• Exercise
Which of the lines in the data mention the string "Mutex"? List them all.

• Data for this exercise
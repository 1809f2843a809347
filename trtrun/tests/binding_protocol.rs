//! End-to-end checks of the binding protocol against the mock runtime

#![cfg(trtrun_mock)]

use std::collections::{HashMap, HashSet};
use std::sync::{Arc, Mutex};
use trtrun::{
    ContextState, CudaEngine, CudaStream, DevicePtr, Error, LogHandler, Logger, MockEngine,
    PluginHandle, PluginRegistry, Runtime, Severity,
};

#[derive(Clone, Default)]
struct Recorder(Arc<Mutex<Vec<(Severity, String)>>>);

impl Recorder {
    fn severities(&self) -> Vec<Severity> {
        self.0.lock().unwrap().iter().map(|(s, _)| *s).collect()
    }
}

impl LogHandler for Recorder {
    fn log(&self, severity: Severity, message: &str) {
        self.0.lock().unwrap().push((severity, message.to_string()));
    }
}

fn detector_blob() -> Vec<u8> {
    MockEngine::new("detector")
        .layers(120)
        .device_memory(64 << 10)
        .input("X", "float", &[-1, 3, 224, 224])
        .input("Y", "float", &[-1, 3, 224, 224])
        .input("scale", "float", &[1])
        .output("boxes", "float", "X.0x100x4")
        .output("scores", "float", "Y.0x100")
        .profile("X", 0, &[1, 3, 224, 224], &[4, 3, 224, 224], &[8, 3, 224, 224])
        .profile("Y", 0, &[1, 3, 224, 224], &[4, 3, 224, 224], &[8, 3, 224, 224])
        .build()
}

fn load(logger: &Logger) -> CudaEngine {
    let runtime = Runtime::new(logger).unwrap();
    runtime.deserialize_cuda_engine(&detector_blob()).unwrap()
}

fn bind_all(context: &mut trtrun::ExecutionContext<'_>, engine: &CudaEngine, batch: i64) {
    context.set_input_shape("X", &[batch, 3, 224, 224]).unwrap();
    context.set_input_shape("Y", &[batch, 3, 224, 224]).unwrap();
    for (i, name) in engine.io_tensor_names().iter().enumerate() {
        let address = DevicePtr::from_raw(0x100_0000 * (i + 1));
        context.set_tensor_address(name, address).unwrap();
    }
}

#[test]
fn io_tensor_names_are_unique_and_counted() {
    let engine = load(&Logger::tracing().unwrap());
    let names: HashSet<&str> = (0..engine.num_io_tensors())
        .map(|i| engine.io_tensor_name(i).unwrap())
        .collect();
    assert_eq!(names.len(), engine.num_io_tensors() as usize);
    assert_eq!(engine.num_io_tensors(), 5);
}

#[test]
fn static_tensor_shape_matches_fresh_context() {
    let engine = load(&Logger::tracing().unwrap());
    let context = engine.create_execution_context().unwrap();
    assert_eq!(
        engine.tensor_shape("scale").unwrap(),
        context.tensor_shape("scale").unwrap()
    );
    assert!(!engine.tensor_shape("scale").unwrap().is_dynamic());
}

#[test]
fn dynamic_inputs_resolve_after_binding() {
    let engine = load(&Logger::tracing().unwrap());
    let mut context = engine.create_execution_context().unwrap();

    assert!(engine.tensor_shape("X").unwrap().as_slice().contains(&-1));
    assert!(!context.all_input_shapes_specified());

    context.set_input_shape("X", &[2, 3, 224, 224]).unwrap();
    assert_eq!(context.tensor_shape("X").unwrap(), [2, 3, 224, 224]);
    assert_eq!(context.tensor_shape("boxes").unwrap(), [2, 100, 4]);
    // Y is still dynamic
    assert!(!context.all_input_shapes_specified());

    context.set_input_shape("Y", &[3, 3, 224, 224]).unwrap();
    assert!(context.all_input_shapes_specified());
    assert_eq!(context.tensor_shape("scores").unwrap(), [3, 100]);

    // the engine itself is never changed by a context
    assert_eq!(engine.tensor_shape("X").unwrap(), [-1, 3, 224, 224]);
}

#[test]
fn rank_mismatch_leaves_state_unchanged() {
    let engine = load(&Logger::tracing().unwrap());
    let mut context = engine.create_execution_context().unwrap();
    context.set_input_shape("X", &[2, 3, 224, 224]).unwrap();

    let err = context.set_input_shape("X", &[2, 3, 224]).unwrap_err();
    assert!(matches!(err, Error::Shape { .. }));
    assert_eq!(context.tensor_shape("X").unwrap(), [2, 3, 224, 224]);
}

#[test]
fn enqueue_without_device_memory_fails() {
    let engine = load(&Logger::tracing().unwrap());
    let mut context = engine
        .create_execution_context_without_device_memory()
        .unwrap();
    bind_all(&mut context, &engine, 1);

    let result = unsafe { context.enqueue_v3(CudaStream::DEFAULT) };
    assert!(matches!(result, Err(Error::DeviceMemoryRequired)));

    let memory = DevicePtr::from_raw(0x4000_0000);
    context
        .set_device_memory(memory, engine.device_memory_size())
        .unwrap();
    unsafe { context.enqueue_v3(CudaStream::DEFAULT) }.unwrap();
    assert_eq!(context.state(), ContextState::Enqueued);
}

#[test]
fn contexts_bind_independently() {
    let engine = load(&Logger::tracing().unwrap());
    let mut first = engine.create_execution_context().unwrap();
    let mut second = engine.create_execution_context().unwrap();

    first.set_input_shape("X", &[1, 3, 224, 224]).unwrap();
    second.set_input_shape("Y", &[4, 3, 224, 224]).unwrap();

    assert_eq!(first.tensor_shape("X").unwrap(), [1, 3, 224, 224]);
    assert_eq!(first.tensor_shape("Y").unwrap(), [-1, 3, 224, 224]);
    assert_eq!(second.tensor_shape("Y").unwrap(), [4, 3, 224, 224]);
    assert_eq!(second.tensor_shape("X").unwrap(), [-1, 3, 224, 224]);

    first
        .set_tensor_address("boxes", DevicePtr::from_raw(0x1000))
        .unwrap();
    assert!(second.get_tensor_address("boxes").unwrap().is_null());
}

#[test]
fn contexts_keep_their_own_binding_of_the_same_tensor() {
    let engine = load(&Logger::tracing().unwrap());
    let mut a = engine.create_execution_context().unwrap();
    let mut b = engine.create_execution_context().unwrap();

    a.set_input_shape("X", &[1, 3, 224, 224]).unwrap();
    a.set_tensor_address("X", DevicePtr::from_raw(0x1000)).unwrap();
    b.set_input_shape("X", &[4, 3, 224, 224]).unwrap();
    b.set_tensor_address("X", DevicePtr::from_raw(0x2000)).unwrap();

    assert_eq!(a.tensor_shape("X").unwrap(), [1, 3, 224, 224]);
    assert_eq!(a.get_tensor_address("X").unwrap(), DevicePtr::from_raw(0x1000));
    assert_eq!(b.tensor_shape("X").unwrap(), [4, 3, 224, 224]);
    assert_eq!(b.get_tensor_address("X").unwrap(), DevicePtr::from_raw(0x2000));

    // outputs follow each context's own input shape
    assert_eq!(a.tensor_shape("boxes").unwrap(), [1, 100, 4]);
    assert_eq!(b.tensor_shape("boxes").unwrap(), [4, 100, 4]);
}

#[test]
fn shape_map_binds_every_input() {
    let engine = load(&Logger::tracing().unwrap());
    let mut context = engine.create_execution_context().unwrap();

    let shapes: HashMap<&str, Vec<i64>> = HashMap::from([
        ("X", vec![2, 3, 224, 224]),
        ("Y", vec![3, 3, 224, 224]),
    ]);
    context.set_input_shapes(&shapes).unwrap();
    assert!(context.all_input_shapes_specified());
    assert_eq!(context.tensor_shape("boxes").unwrap(), [2, 100, 4]);
    assert_eq!(context.tensor_shape("scores").unwrap(), [3, 100]);

    for (i, name) in engine.io_tensor_names().iter().enumerate() {
        let address = DevicePtr::from_raw(0x100_0000 * (i + 1));
        context.set_tensor_address(name, address).unwrap();
    }
    unsafe { context.enqueue_v3(CudaStream::DEFAULT) }.unwrap();

    // unchanged shapes are not a rebinding
    context.set_input_shapes(&shapes).unwrap();
    assert_eq!(context.state(), ContextState::Enqueued);

    context
        .set_input_shapes([("X", [4i64, 3, 224, 224])])
        .unwrap();
    assert_eq!(context.state(), ContextState::Ready);
    assert_eq!(context.tensor_shape("boxes").unwrap(), [4, 100, 4]);
}

#[test]
fn contexts_submit_from_separate_threads() {
    let engine = load(&Logger::tracing().unwrap());

    std::thread::scope(|scope| {
        for batch in 1..=4 {
            let engine = &engine;
            scope.spawn(move || {
                let mut context = engine.create_execution_context().unwrap();
                bind_all(&mut context, engine, batch);
                let stream = CudaStream::from_raw(0x100 + batch as usize);
                unsafe { context.enqueue_v3(stream) }.unwrap();
                assert_eq!(context.tensor_shape("scores").unwrap(), [batch, 100]);
            });
        }
    });
}

#[test]
fn plugin_registry_rejects_bad_input() {
    let registry = PluginRegistry::new();
    assert!(matches!(
        registry.load_library("/does/not/exist/libplugin.so"),
        Err(Error::PluginLoad { .. })
    ));
    assert!(matches!(
        registry.unload_library(PluginHandle::from_raw(0x1234)),
        Err(Error::UnknownPluginHandle(0x1234))
    ));
}

#[test]
fn warning_threshold_filters_messages() {
    let recorder = Recorder::default();
    let logger = Logger::new(recorder.clone()).unwrap();
    logger.set_min_severity(Severity::Warning);

    logger.verbose("verbose");
    logger.info("info");
    logger.warning("warning");
    logger.error("error");
    logger.log(Severity::InternalError, "internal");

    assert_eq!(
        recorder.severities(),
        vec![Severity::Warning, Severity::Error, Severity::InternalError]
    );
}

#[test]
fn native_messages_pass_through_threshold() {
    let recorder = Recorder::default();
    let logger = Logger::new(recorder.clone()).unwrap();
    let runtime = Runtime::new(&logger).unwrap();

    logger.set_min_severity(Severity::InternalError);
    assert!(runtime.deserialize_cuda_engine(b"junk").is_err());
    assert!(recorder.severities().is_empty());

    logger.set_min_severity(Severity::Error);
    assert!(runtime.deserialize_cuda_engine(b"junk").is_err());
    assert_eq!(recorder.severities(), vec![Severity::Error]);
}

• Exercise result
use std::sync::{Arc, Mutex};
struct Recorder(Arc<Mutex<Vec<(Severity, String)>>>);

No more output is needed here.